I love making this dish when I want to treat myself on a weekend morning. It’s a fun way to change up traditional eggs benedict and brings a little extra comfort to the plate. A helpful tip I have is to get the corned beef hash nice and crispy in the pan so you get that great texture contrast with the smooth eggs.
Serving this with a side of fresh fruit or a simple green salad makes for a balanced and colorful meal. Whenever I make Corned Beef Hash Eggs Benedict for friends, it always brings out happy smiles and a few “wow” moments. It’s a tasty way to start the day that feels both special and homey at the same time.
Key Ingredients & Substitutions
Corned Beef: Using cooked, finely chopped corned beef gives the dish its classic flavor. If you want a leaner option, try diced ham or cooked turkey instead.
Potatoes: Parboiling diced potatoes ensures they cook evenly and get crispy when fried. Yukon Gold or red potatoes work great, but avoid waxy types that won’t crisp well.

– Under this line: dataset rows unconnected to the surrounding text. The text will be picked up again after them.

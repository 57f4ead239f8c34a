//! Joins on-chain market items with their off-chain metadata into
//! display ready records.

use {
    futures::{StreamExt, stream},
    ipfs::{FetchError, GatewayClient, Reference},
    model::{DisplayNft, MarketItem, TokenMetadata},
    serde_json::Value,
    std::num::NonZeroUsize,
    url::Url,
};

/// Tunables of the aggregation fan out.
#[derive(Clone, Debug)]
pub struct AggregatorConfig {
    /// Upper bound on concurrently resolving records. `None` launches
    /// every record at once.
    pub max_concurrent: Option<NonZeroUsize>,

    /// Whether an access denied response gets one extra attempt against
    /// the public gateway before the record is given up on.
    pub retry_denied_via_public: bool,

    /// Gateway used for that extra attempt.
    pub public_gateway: Url,
}

impl Default for AggregatorConfig {
    fn default() -> Self {
        Self {
            max_concurrent: None,
            retry_denied_via_public: true,
            public_gateway: ipfs::PUBLIC_GATEWAY.parse().unwrap(),
        }
    }
}

/// Failure to produce a display record for one market item.
#[derive(Debug, thiserror::Error)]
pub enum MetadataError {
    #[error("metadata unavailable: {0}")]
    Unavailable(#[from] FetchError),
    #[error("metadata malformed: {0}")]
    Malformed(#[from] serde_json::Error),
}

/// Resolves the off-chain metadata of market items and joins it with the
/// on-chain record.
pub struct MetadataAggregator {
    gateway: GatewayClient,
    config: AggregatorConfig,
    metrics: &'static Metrics,
}

#[derive(prometheus_metric_storage::MetricStorage, Clone, Debug)]
#[metric(subsystem = "metadata")]
struct Metrics {
    /// Number of completed metadata resolutions.
    #[metric(labels("outcome"))]
    resolutions: prometheus::IntCounterVec,

    /// Timing of metadata aggregation batches.
    batches: prometheus::Histogram,
}

impl MetadataAggregator {
    pub fn new(gateway: GatewayClient, config: AggregatorConfig) -> Self {
        let metrics = Metrics::instance(observe::metrics::get_storage_registry()).unwrap();
        // Initialize metrics.
        for outcome in &["found", "missing"] {
            metrics.resolutions.with_label_values(&[outcome]);
        }
        Self {
            gateway,
            config,
            metrics,
        }
    }

    /// Resolves the metadata of every item concurrently.
    ///
    /// The result has the same length and order as the input. A record
    /// whose metadata cannot be retrieved yields `None` in its slot and
    /// never fails the batch or its sibling records. Callers decide
    /// whether absent slots are filtered out or rendered as placeholders.
    pub async fn aggregate(&self, items: &[MarketItem]) -> Vec<Option<DisplayNft>> {
        let _timer = self.metrics.batches.start_timer();
        let tasks = items.iter().map(|item| async move {
            match self.resolve(item).await {
                Ok(nft) => {
                    self.metrics.resolutions.with_label_values(&["found"]).inc();
                    Some(nft)
                }
                Err(err) => {
                    self.metrics
                        .resolutions
                        .with_label_values(&["missing"])
                        .inc();
                    tracing::warn!(
                        token_id = %item.token_id,
                        uri = %item.token_uri,
                        ?err,
                        "failed to resolve metadata"
                    );
                    None
                }
            }
        });
        match self.config.max_concurrent {
            Some(limit) => {
                stream::iter(tasks)
                    .buffered(limit.get())
                    .collect::<Vec<_>>()
                    .await
            }
            None => futures::future::join_all(tasks).await,
        }
    }

    /// Resolves a single item, propagating failures. Used by the detail
    /// and resale views, which have nothing to show without metadata.
    pub async fn resolve(&self, item: &MarketItem) -> Result<DisplayNft, MetadataError> {
        let payload = self.fetch(&item.token_uri).await?;
        let metadata: TokenMetadata = serde_json::from_value(payload)?;
        Ok(DisplayNft {
            token_id: item.token_id,
            seller: item.seller,
            owner: item.owner,
            price: number::format_ether(item.price),
            image: ipfs::accessible_url(&metadata.image),
            name: metadata.name,
            description: metadata.description,
            token_uri: item.token_uri.clone(),
        })
    }

    async fn fetch(&self, uri: &str) -> Result<Value, MetadataError> {
        let err = match self.gateway.fetch(uri).await {
            Ok(payload) => return Ok(payload),
            Err(err) => err,
        };
        // One bounded extra attempt, never a retry loop.
        if self.config.retry_denied_via_public && err.is_access_denied() {
            if let Some(cid) = Reference::parse(uri).cid() {
                tracing::debug!(%uri, "access denied, retrying via public gateway");
                if let Ok(payload) = self
                    .gateway
                    .fetch_via(&self.config.public_gateway, cid)
                    .await
                {
                    return Ok(payload);
                }
            }
        }
        Err(err.into())
    }
}

#[cfg(test)]
mod tests {
    use {
        super::*,
        alloy::primitives::{Address, U256},
        httpmock::prelude::*,
        ipfs::IpfsConfig,
        serde_json::json,
        std::time::Duration,
    };

    fn item(token_id: u64, price: u128, token_uri: &str) -> MarketItem {
        MarketItem {
            token_id: U256::from(token_id),
            seller: Address::repeat_byte(0x11),
            owner: Address::repeat_byte(0x22),
            price: U256::from(price),
            token_uri: token_uri.to_string(),
        }
    }

    fn aggregator(gateways: &[String], config: AggregatorConfig) -> MetadataAggregator {
        let gateway = GatewayClient::new(&IpfsConfig {
            gateways: gateways.iter().map(|url| url.parse().unwrap()).collect(),
            timeout: Duration::from_millis(500),
            ..Default::default()
        });
        MetadataAggregator::new(gateway, config)
    }

    // The primary gateway times out for the first record, the fallback
    // serves it; the second record's uri is fetched directly. The first
    // image is rewritten onto the public gateway, the second is already
    // a complete url and left alone.
    #[tokio::test]
    async fn aggregates_across_gateways_and_direct_urls() {
        let server = MockServer::start();
        server.mock(|when, then| {
            when.method(GET).path("/g1/Qm111");
            then.status(200)
                .json_body(json!({"name": "late"}))
                .delay(Duration::from_secs(2));
        });
        server.mock(|when, then| {
            when.method(GET).path("/g2/Qm111");
            then.status(200)
                .json_body(json!({"name": "A", "description": "d", "image": "Qm_img"}));
        });
        server.mock(|when, then| {
            when.method(GET).path("/host/2.json");
            then.status(200).json_body(
                json!({"name": "B", "description": "e", "image": "https://host/img2.png"}),
            );
        });

        let aggregator = aggregator(
            &[server.url("/g1"), server.url("/g2")],
            AggregatorConfig::default(),
        );
        let items = [
            item(1, 1_500_000_000_000_000_000, "ipfs://Qm111"),
            item(2, 1_000_000_000_000_000_000, &server.url("/host/2.json")),
        ];
        let nfts = aggregator.aggregate(&items).await;

        assert_eq!(nfts.len(), 2);
        let first = nfts[0].as_ref().unwrap();
        assert_eq!(first.token_id, U256::from(1u64));
        assert_eq!(first.name, "A");
        assert_eq!(first.price, "1.5");
        assert_eq!(first.image, "https://ipfs.io/ipfs/Qm_img");
        let second = nfts[1].as_ref().unwrap();
        assert_eq!(second.name, "B");
        assert_eq!(second.price, "1.0");
        assert_eq!(second.image, "https://host/img2.png");
    }

    #[tokio::test]
    async fn one_failing_record_does_not_fail_the_batch() {
        let server = MockServer::start();
        for cid in ["Qm1", "Qm3"] {
            server.mock(|when, then| {
                when.method(GET).path(format!("/g1/{cid}"));
                then.status(200)
                    .json_body(json!({"name": cid, "image": "Qm_img"}));
            });
        }
        server.mock(|when, then| {
            when.method(GET).path("/g1/Qm2");
            then.status(404);
        });

        let aggregator = aggregator(&[server.url("/g1")], AggregatorConfig::default());
        let items = [
            item(1, 1, "ipfs://Qm1"),
            item(2, 1, "ipfs://Qm2"),
            item(3, 1, "ipfs://Qm3"),
        ];
        let nfts = aggregator.aggregate(&items).await;

        assert_eq!(nfts.len(), 3);
        assert!(nfts[0].is_some());
        assert!(nfts[1].is_none());
        assert!(nfts[2].is_some());
    }

    #[tokio::test]
    async fn malformed_metadata_yields_an_absent_slot() {
        let server = MockServer::start();
        server.mock(|when, then| {
            when.method(GET).path("/g1/Qm1");
            then.status(200).json_body(json!({"name": "no image"}));
        });

        let aggregator = aggregator(&[server.url("/g1")], AggregatorConfig::default());
        let nfts = aggregator.aggregate(&[item(1, 1, "ipfs://Qm1")]).await;
        assert_eq!(nfts, vec![None]);
    }

    #[tokio::test]
    async fn access_denied_gets_one_retry_via_public_gateway() {
        let server = MockServer::start();
        let denied = server.mock(|when, then| {
            when.method(GET).path("/g1/Qm1");
            then.status(403);
        });
        let public = server.mock(|when, then| {
            when.method(GET).path("/public/Qm1");
            then.status(200)
                .json_body(json!({"name": "A", "image": "Qm_img"}));
        });

        let config = AggregatorConfig {
            public_gateway: server.url("/public").parse().unwrap(),
            ..Default::default()
        };
        let aggregator = aggregator(&[server.url("/g1")], config);
        let nfts = aggregator.aggregate(&[item(1, 1, "ipfs://Qm1")]).await;

        assert!(nfts[0].is_some());
        denied.assert_hits(1);
        public.assert_hits(1);
    }

    #[tokio::test]
    async fn access_denied_retry_can_be_disabled() {
        let server = MockServer::start();
        server.mock(|when, then| {
            when.method(GET).path("/g1/Qm1");
            then.status(403);
        });
        let public = server.mock(|when, then| {
            when.method(GET).path("/public/Qm1");
            then.status(200)
                .json_body(json!({"name": "A", "image": "Qm_img"}));
        });

        let config = AggregatorConfig {
            public_gateway: server.url("/public").parse().unwrap(),
            retry_denied_via_public: false,
            ..Default::default()
        };
        let aggregator = aggregator(&[server.url("/g1")], config);
        let nfts = aggregator.aggregate(&[item(1, 1, "ipfs://Qm1")]).await;

        assert!(nfts[0].is_none());
        public.assert_hits(0);
    }

    #[tokio::test]
    async fn not_found_gets_no_retry() {
        let server = MockServer::start();
        server.mock(|when, then| {
            when.method(GET).path("/g1/Qm1");
            then.status(404);
        });
        let public = server.mock(|when, then| {
            when.method(GET).path("/public/Qm1");
            then.status(200)
                .json_body(json!({"name": "A", "image": "Qm_img"}));
        });

        let config = AggregatorConfig {
            public_gateway: server.url("/public").parse().unwrap(),
            ..Default::default()
        };
        let aggregator = aggregator(&[server.url("/g1")], config);
        let nfts = aggregator.aggregate(&[item(1, 1, "ipfs://Qm1")]).await;

        assert!(nfts[0].is_none());
        public.assert_hits(0);
    }

    #[tokio::test]
    async fn bounded_concurrency_preserves_input_order() {
        let server = MockServer::start();
        for (cid, delay) in [("Qm1", 300u64), ("Qm2", 0), ("Qm3", 100), ("Qm4", 0)] {
            server.mock(|when, then| {
                when.method(GET).path(format!("/g1/{cid}"));
                then.status(200)
                    .json_body(json!({"name": cid, "image": "Qm_img"}))
                    .delay(Duration::from_millis(delay));
            });
        }

        let config = AggregatorConfig {
            max_concurrent: NonZeroUsize::new(2),
            ..Default::default()
        };
        let aggregator = aggregator(&[server.url("/g1")], config);
        let items = [
            item(1, 1, "ipfs://Qm1"),
            item(2, 1, "ipfs://Qm2"),
            item(3, 1, "ipfs://Qm3"),
            item(4, 1, "ipfs://Qm4"),
        ];
        let nfts = aggregator.aggregate(&items).await;

        let names = nfts
            .iter()
            .map(|nft| nft.as_ref().unwrap().name.clone())
            .collect::<Vec<_>>();
        assert_eq!(names, ["Qm1", "Qm2", "Qm3", "Qm4"]);
    }

    #[tokio::test]
    async fn resolve_propagates_exhaustion() {
        let server = MockServer::start();
        server.mock(|when, then| {
            when.method(GET).path("/g1/Qm1");
            then.status(404);
        });
        server.mock(|when, then| {
            when.method(GET).path("/g2/Qm1");
            then.status(500);
        });

        let aggregator = aggregator(
            &[server.url("/g1"), server.url("/g2")],
            AggregatorConfig::default(),
        );
        let err = aggregator
            .resolve(&item(1, 1, "ipfs://Qm1"))
            .await
            .unwrap_err();

        let MetadataError::Unavailable(FetchError::AllGatewaysExhausted { attempts, .. }) = &err
        else {
            panic!("expected exhaustion, got {err:?}");
        };
        assert_eq!(attempts.len(), 2);
    }
}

Eggs: Fresh eggs are best for poaching because they hold their shape nicely. If fresh eggs aren’t available, older eggs can work but may spread in the water.
Hollandaise Sauce: This sauce is rich and buttery, made from egg yolks, lemon juice, and melted butter. If you want a shortcut, store-bought hollandaise or a lemon butter sauce can be used.
English Muffins: Traditional for eggs benedict. You can swap for toasted bread rounds or even crispy hash rounds for a twist.
How Can I Poach Eggs Perfectly Every Time?
Poaching eggs looks tricky but is simple with a few tips:
- Use fresh eggs for firm whites.
- Add a spoon of white vinegar to simmering water; it helps the whites set quicker.
- Create a gentle whirlpool in the water before sliding the egg in. This keeps the whites wrapped around the yolk.
- Cook for 3-4 minutes, depending on how runny you like your yolk.
- Use a slotted spoon to remove, and drain on paper towels to avoid water on your plate.
Practice makes perfect, and soon you’ll have beautifully poached eggs for your benedict!
Equipment You’ll Need
- Large skillet – perfect for sautéing onions and crisping the corned beef hash evenly.
- Medium saucepan or double boiler – needed for making smooth, creamy hollandaise sauce without scrambling the eggs.
- Slotted spoon – essential for gently lifting poached eggs out of the water without breaking them.
- Ring mold (optional) – helps shape the hash into neat rounds like traditional benedict bases.
- Mixing bowl and whisk – for beating the egg yolks and lemon juice to start the hollandaise sauce.
Flavor Variations & Add-Ins
- Swap corned beef for cooked smoked salmon for a lighter, fishy twist that pairs well with hollandaise.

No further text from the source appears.